Recent studies suggest that highly activated, polyfunctional CD4(+) T cells are incredibly effective in strengthening and sustaining overall host antitumor immunity, promoting tumor-specific CD4(+) T-cell responses and effectively enhancing antitumor immunity by immunotherapy. Previously, we developed a novel cryo-thermal therapy for local tumor ablation and achieved long-term survival rates in several tumor models. It was discovered that cryo-thermal therapy remodeled the tumor microenvironment and induced an antigen-specific CD4(+) T-cell response, which mediated stronger antitumor immunity in vivo. In this study, the phenotype of bulk T cells in spleen was analyzed by flow cytometry after cryo-thermal therapy and both CD4(+) Th1 and CD8(+) CTL were activated.

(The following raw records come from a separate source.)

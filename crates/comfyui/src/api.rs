//! REST API client for the ComfyUI HTTP endpoints.
//!
//! Wraps the ComfyUI HTTP API (workflow submission, cancellation,
//! interruption, history retrieval, output download) using [`reqwest`].

use std::time::{Duration, Instant};

use serde::Deserialize;
use tokio_util::sync::CancellationToken;

use crate::history::OutputFile;

/// HTTP client for a single ComfyUI instance.
#[derive(Debug, Clone)]
pub struct ComfyUIApi {
    client: reqwest::Client,
    api_url: String,
}

/// Response returned by the ComfyUI `/prompt` endpoint after
/// successfully queuing a workflow.
#[derive(Debug, Clone, Deserialize)]
pub struct SubmitResponse {
    /// Server-assigned identifier for the queued prompt.
    pub prompt_id: String,
    /// Position in the execution queue.
    #[serde(default)]
    pub number: i64,
}

/// Snapshot of the server's execution queue (`GET /queue`).
#[derive(Debug, Clone, Default, Deserialize)]
pub struct QueueState {
    #[serde(default)]
    pub queue_running: Vec<serde_json::Value>,
    #[serde(default)]
    pub queue_pending: Vec<serde_json::Value>,
}

impl QueueState {
    pub fn running(&self) -> usize {
        self.queue_running.len()
    }

    pub fn pending(&self) -> usize {
        self.queue_pending.len()
    }
}

/// Polling cadence for [`ComfyUIApi::wait_for_history`].
#[derive(Debug, Clone, Copy)]
pub struct PollConfig {
    /// Delay between history requests.
    pub interval: Duration,
    /// Give up after this long.
    pub timeout: Duration,
}

impl Default for PollConfig {
    fn default() -> Self {
        Self {
            interval: Duration::from_secs(2),
            timeout: Duration::from_secs(3600),
        }
    }
}

/// Errors from the ComfyUI REST API layer.
#[derive(Debug, thiserror::Error)]
pub enum ComfyUIApiError {
    /// The HTTP request itself failed (network, DNS, TLS, etc.).
    #[error("HTTP request failed: {0}")]
    Request(#[from] reqwest::Error),

    /// ComfyUI returned a non-2xx status code.
    #[error("ComfyUI API error ({status}): {body}")]
    ApiError {
        /// HTTP status code.
        status: u16,
        /// Raw response body for debugging.
        body: String,
    },

    /// `/prompt` answered 2xx without a `prompt_id`.
    #[error("ComfyUI accepted the workflow but returned no prompt_id: {0}")]
    MissingPromptId(String),

    /// The prompt did not show up in the history in time.
    #[error("Timed out after {}s waiting for prompt {prompt_id}", .waited.as_secs())]
    Timeout { prompt_id: String, waited: Duration },

    #[error("Operation cancelled")]
    Cancelled,
}

impl ComfyUIApi {
    /// Create a new API client for a ComfyUI instance.
    ///
    /// * `api_url` - Base HTTP URL, e.g. `http://host:8188`. A trailing
    ///   slash is stripped.
    pub fn new(api_url: impl Into<String>) -> Self {
        Self::with_client(reqwest::Client::new(), api_url)
    }

    /// Create an API client reusing an existing [`reqwest::Client`].
    pub fn with_client(client: reqwest::Client, api_url: impl Into<String>) -> Self {
        let api_url = api_url.into().trim_end_matches('/').to_string();
        Self { client, api_url }
    }

    /// HTTP API base URL (e.g. `http://host:8188`).
    pub fn api_url(&self) -> &str {
        &self.api_url
    }

    /// Submit a workflow for execution.
    ///
    /// Sends a `POST /prompt` request with the given workflow JSON and
    /// client ID.  Returns the server-assigned `prompt_id` and queue
    /// position.
    pub async fn submit_workflow(
        &self,
        workflow: &serde_json::Value,
        client_id: &str,
    ) -> Result<SubmitResponse, ComfyUIApiError> {
        let body = serde_json::json!({
            "prompt": workflow,
            "client_id": client_id,
        });

        let response = self
            .client
            .post(format!("{}/prompt", self.api_url))
            .json(&body)
            .send()
            .await?;

        let raw: serde_json::Value = Self::parse_response(response).await?;
        let Some(prompt_id) = raw.get("prompt_id").and_then(|v| v.as_str()) else {
            return Err(ComfyUIApiError::MissingPromptId(raw.to_string()));
        };
        let submitted = SubmitResponse {
            prompt_id: prompt_id.to_string(),
            number: raw.get("number").and_then(|v| v.as_i64()).unwrap_or(0),
        };
        tracing::info!(
            prompt_id = %submitted.prompt_id,
            queue_position = submitted.number,
            "Workflow submitted to ComfyUI",
        );
        Ok(submitted)
    }

    /// Cancel a queued or running execution.
    ///
    /// Sends a `POST /queue` request asking ComfyUI to delete the
    /// specified prompt from the queue.
    pub async fn cancel_execution(&self, prompt_id: &str) -> Result<(), ComfyUIApiError> {
        let body = serde_json::json!({
            "delete": [prompt_id],
        });

        let response = self
            .client
            .post(format!("{}/queue", self.api_url))
            .json(&body)
            .send()
            .await?;

        Self::check_status(response).await
    }

    /// Interrupt the currently running execution immediately.
    ///
    /// Sends a `POST /interrupt` request.  This does not target a
    /// specific prompt -- it interrupts whatever is executing right now.
    pub async fn interrupt(&self) -> Result<(), ComfyUIApiError> {
        let response = self
            .client
            .post(format!("{}/interrupt", self.api_url))
            .send()
            .await?;

        Self::check_status(response).await
    }

    /// Retrieve execution history for a specific prompt.
    ///
    /// Sends a `GET /history/{prompt_id}` request.  The returned JSON
    /// is keyed by prompt ID and contains the node outputs.
    pub async fn get_history(&self, prompt_id: &str) -> Result<serde_json::Value, ComfyUIApiError> {
        let response = self
            .client
            .get(format!("{}/history/{}", self.api_url, prompt_id))
            .send()
            .await?;

        Self::parse_response(response).await
    }

    /// Poll the history until the prompt's record appears.
    ///
    /// A 404 or an empty object means the prompt has not finished yet.
    /// Network errors are logged and retried until the timeout.
    pub async fn wait_for_history(
        &self,
        prompt_id: &str,
        poll: &PollConfig,
        cancel: &CancellationToken,
    ) -> Result<serde_json::Value, ComfyUIApiError> {
        let started = Instant::now();

        loop {
            if cancel.is_cancelled() {
                return Err(ComfyUIApiError::Cancelled);
            }

            match self.get_history(prompt_id).await {
                Ok(history) if history_ready(&history, prompt_id) => {
                    tracing::debug!(prompt_id, "History available");
                    return Ok(history);
                }
                Ok(_) | Err(ComfyUIApiError::ApiError { status: 404, .. }) => {}
                Err(ComfyUIApiError::Request(e)) => {
                    tracing::warn!(prompt_id, error = %e, "History poll failed, retrying");
                }
                Err(e) => return Err(e),
            }

            let waited = started.elapsed();
            if waited >= poll.timeout {
                return Err(ComfyUIApiError::Timeout {
                    prompt_id: prompt_id.to_string(),
                    waited,
                });
            }

            tokio::select! {
                _ = cancel.cancelled() => return Err(ComfyUIApiError::Cancelled),
                _ = tokio::time::sleep(poll.interval) => {}
            }
        }
    }

    /// Download a generated file via `GET /view`.
    pub async fn download_output(&self, file: &OutputFile) -> Result<Vec<u8>, ComfyUIApiError> {
        let mut query = vec![("filename", file.filename.as_str())];
        if !file.subfolder.is_empty() {
            query.push(("subfolder", file.subfolder.as_str()));
        }
        query.push(("type", file.kind_or_output()));

        let response = self
            .client
            .get(format!("{}/view", self.api_url))
            .query(&query)
            .send()
            .await?;

        let response = Self::ensure_success(response).await?;
        let bytes = response.bytes().await?;
        tracing::debug!(filename = %file.filename, size = bytes.len(), "Downloaded output");
        Ok(bytes.to_vec())
    }

    /// Current queue contents (`GET /queue`).
    pub async fn queue_status(&self) -> Result<QueueState, ComfyUIApiError> {
        let response = self
            .client
            .get(format!("{}/queue", self.api_url))
            .send()
            .await?;

        Self::parse_response(response).await
    }

    /// Server and device information (`GET /system_stats`).
    ///
    /// Doubles as a health probe.
    pub async fn system_stats(&self) -> Result<serde_json::Value, ComfyUIApiError> {
        let response = self
            .client
            .get(format!("{}/system_stats", self.api_url))
            .send()
            .await?;

        Self::parse_response(response).await
    }

    // ---- private helpers ----

    /// Ensure the response has a success status code. Returns the
    /// response unchanged on success, or a [`ComfyUIApiError::ApiError`]
    /// containing the status and body text on failure.
    async fn ensure_success(
        response: reqwest::Response,
    ) -> Result<reqwest::Response, ComfyUIApiError> {
        let status = response.status();
        if !status.is_success() {
            let body = response
                .text()
                .await
                .unwrap_or_else(|_| "<unreadable body>".to_string());
            return Err(ComfyUIApiError::ApiError {
                status: status.as_u16(),
                body,
            });
        }
        Ok(response)
    }

    /// Parse a successful JSON response body into the expected type.
    async fn parse_response<T: serde::de::DeserializeOwned>(
        response: reqwest::Response,
    ) -> Result<T, ComfyUIApiError> {
        let response = Self::ensure_success(response).await?;
        Ok(response.json::<T>().await?)
    }

    /// Assert the response has a success status code, discarding the body.
    async fn check_status(response: reqwest::Response) -> Result<(), ComfyUIApiError> {
        Self::ensure_success(response).await?;
        Ok(())
    }
}
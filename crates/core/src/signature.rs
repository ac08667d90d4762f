//! Render signatures.
//!
//! A signature hashes everything that influences a render so the UI (and
//! the render engine) can tell whether a stored output is still current.

use serde_json::{json, Value};

use crate::hashing::{canonical_json, sha256_hex};
use crate::shot::{MediaKind, Shot};

/// Signature of a single workflow run on a shot.
///
/// Covers the shot params, the workflow params, the workflow path and its
/// media kind. Returns `None` when the workflow index is out of range.
pub fn workflow_signature(shot: &Shot, workflow_index: usize) -> Option<String> {
    let workflow = shot.workflows.get(workflow_index)?;
    let data = json!({
        "shotParams": shot.params,
        "workflowParams": workflow.parameters,
        "workflowPath": workflow.path,
        "isVideo": workflow.is_video,
    });
    Some(sha256_hex(canonical_json(&data).as_bytes()))
}

/// Signature of a shot's still or video as a whole.
///
/// Covers every workflow of the given kind plus the name, type and value
/// of every shot param, sorted so reordering shot params does not change
/// the result.
pub fn render_signature(shot: &Shot, kind: MediaKind) -> String {
    let mut entries: Vec<(String, Value)> = Vec::new();

    for wf in shot
        .workflows
        .iter()
        .filter(|wf| wf.is_video == kind.is_video())
    {
        entries.push((
            wf.path.clone(),
            json!({
                "workflow_path": wf.path,
                "enabled": wf.enabled,
                "parameters": wf.parameters,
            }),
        ));
    }
    for p in &shot.params {
        entries.push((
            p.name.clone(),
            json!({ "name": p.name, "type": p.kind, "value": p.value }),
        ));
    }

    // Stable sort keeps duplicate keys in insertion order.
    entries.sort_by(|a, b| a.0.cmp(&b.0));
    let data = json!({
        "shotParams": entries.into_iter().map(|(_, v)| v).collect::<Vec<_>>(),
    });
    let signature = sha256_hex(canonical_json(&data).as_bytes());
    tracing::debug!(shot = %shot.name, kind = ?kind, %signature, "Computed render signature");
    signature
}
//! ComfyUI WebSocket message types and parser.
//!
//! ComfyUI sends JSON messages over WebSocket with the shape
//! `{"type": "<kind>", "data": {...}}`. This module deserializes them
//! into a strongly-typed [`ComfyUIMessage`] enum.

use serde::Deserialize;

/// All ComfyUI WebSocket message types the tracker understands.
#[derive(Debug, Clone, Deserialize)]
#[serde(tag = "type", content = "data")]
pub enum ComfyUIMessage {
    /// Server status broadcast (queue depth).
    #[serde(rename = "status")]
    Status(StatusData),

    #[serde(rename = "execution_start")]
    ExecutionStart(PromptRef),

    /// Some nodes were skipped because their outputs are cached.
    #[serde(rename = "execution_cached")]
    ExecutionCached(ExecutionCachedData),

    /// A node started executing; `node: None` means the prompt finished.
    #[serde(rename = "executing")]
    Executing(ExecutingData),

    /// Step progress from a long-running node (e.g. KSampler).
    #[serde(rename = "progress")]
    Progress(ProgressData),

    /// A node finished and produced output.
    #[serde(rename = "executed")]
    Executed(ExecutedData),

    /// Sent by newer servers after the last node of a prompt.
    #[serde(rename = "execution_success")]
    ExecutionSuccess(PromptRef),

    #[serde(rename = "execution_interrupted")]
    ExecutionInterrupted(PromptRef),

    #[serde(rename = "execution_error")]
    ExecutionError(ErrorData),
}

impl ComfyUIMessage {
    /// The prompt a message belongs to, when it carries one.
    pub fn prompt_id(&self) -> Option<&str> {
        match self {
            ComfyUIMessage::Status(_) => None,
            ComfyUIMessage::ExecutionStart(d)
            | ComfyUIMessage::ExecutionSuccess(d)
            | ComfyUIMessage::ExecutionInterrupted(d) => Some(&d.prompt_id),
            ComfyUIMessage::ExecutionCached(d) => Some(&d.prompt_id),
            ComfyUIMessage::Executing(d) => d.prompt_id.as_deref(),
            ComfyUIMessage::Progress(d) => d.prompt_id.as_deref(),
            ComfyUIMessage::Executed(d) => Some(&d.prompt_id),
            ComfyUIMessage::ExecutionError(d) => Some(&d.prompt_id),
        }
    }
}

#[derive(Debug, Clone, Deserialize)]
pub struct StatusData {
    pub status: QueueStatus,
}

#[derive(Debug, Clone, Deserialize)]
pub struct QueueStatus {
    pub exec_info: ExecInfo,
}

#[derive(Debug, Clone, Deserialize)]
pub struct ExecInfo {
    pub queue_remaining: i32,
}

/// Payload that only names a prompt.
#[derive(Debug, Clone, Deserialize)]
pub struct PromptRef {
    pub prompt_id: String,
}

#[derive(Debug, Clone, Deserialize)]
pub struct ExecutionCachedData {
    pub prompt_id: String,
    /// Node IDs whose outputs were served from cache.
    #[serde(default)]
    pub nodes: Vec<String>,
}

/// Payload for `executing` messages.
///
/// Older servers omit `prompt_id` on the final `node: null` frame.
#[derive(Debug, Clone, Deserialize)]
pub struct ExecutingData {
    pub node: Option<String>,
    #[serde(default)]
    pub prompt_id: Option<String>,
}

#[derive(Debug, Clone, Deserialize)]
pub struct ProgressData {
    pub value: i32,
    pub max: i32,
    #[serde(default)]
    pub prompt_id: Option<String>,
    #[serde(default)]
    pub node: Option<String>,
}

impl ProgressData {
    /// Completion percentage (0-100) of the current node.
    pub fn percent(&self) -> u8 {
        if self.max > 0 {
            ((self.value as f64 / self.max as f64) * 100.0).clamp(0.0, 100.0) as u8
        } else {
            0
        }
    }
}

#[derive(Debug, Clone, Deserialize)]
pub struct ExecutedData {
    pub node: String,
    /// Raw node output (images, gifs, text).
    pub output: serde_json::Value,
    pub prompt_id: String,
}

#[derive(Debug, Clone, Deserialize)]
pub struct ErrorData {
    pub prompt_id: String,
    #[serde(default)]
    pub node_id: Option<String>,
    #[serde(default)]
    pub exception_message: String,
    #[serde(default)]
    pub exception_type: String,
}

/// Parse a ComfyUI WebSocket text message into a typed enum.
///
/// Returns `Err` for malformed JSON or unknown `type` values
/// (`crystools.monitor`, `progress_state`, ...). Callers should log and
/// continue.
pub fn parse_message(text: &str) -> Result<ComfyUIMessage, serde_json::Error> {
    serde_json::from_str(text)
}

In addition, by using T-cell depletion, isolation, and adoptive T-cell therapy, it was found that cryo-thermal therapy induced Th1-dominant CD4(+) T cells that directly inhibited the growth of tumor cells, promoted the maturation of MDSCs via CD4(+) T-cell-derived IFN-γ and enhanced the cytotoxic effector function of NK cells and CD8(+) T cells, and promoted the maturation of APCs via cell-cell contact and CD4(+) T-cell-derived IFN-γ. Considering the multiple roles of cryo-thermal-induced Th1-dominant CD4(+) T cells in augmenting antitumor immune memory, we suggest that local cryo-thermal therapy is an attractive thermo-immunotherapy strategy to harness host antitumor immunity and has great potential for clinical application.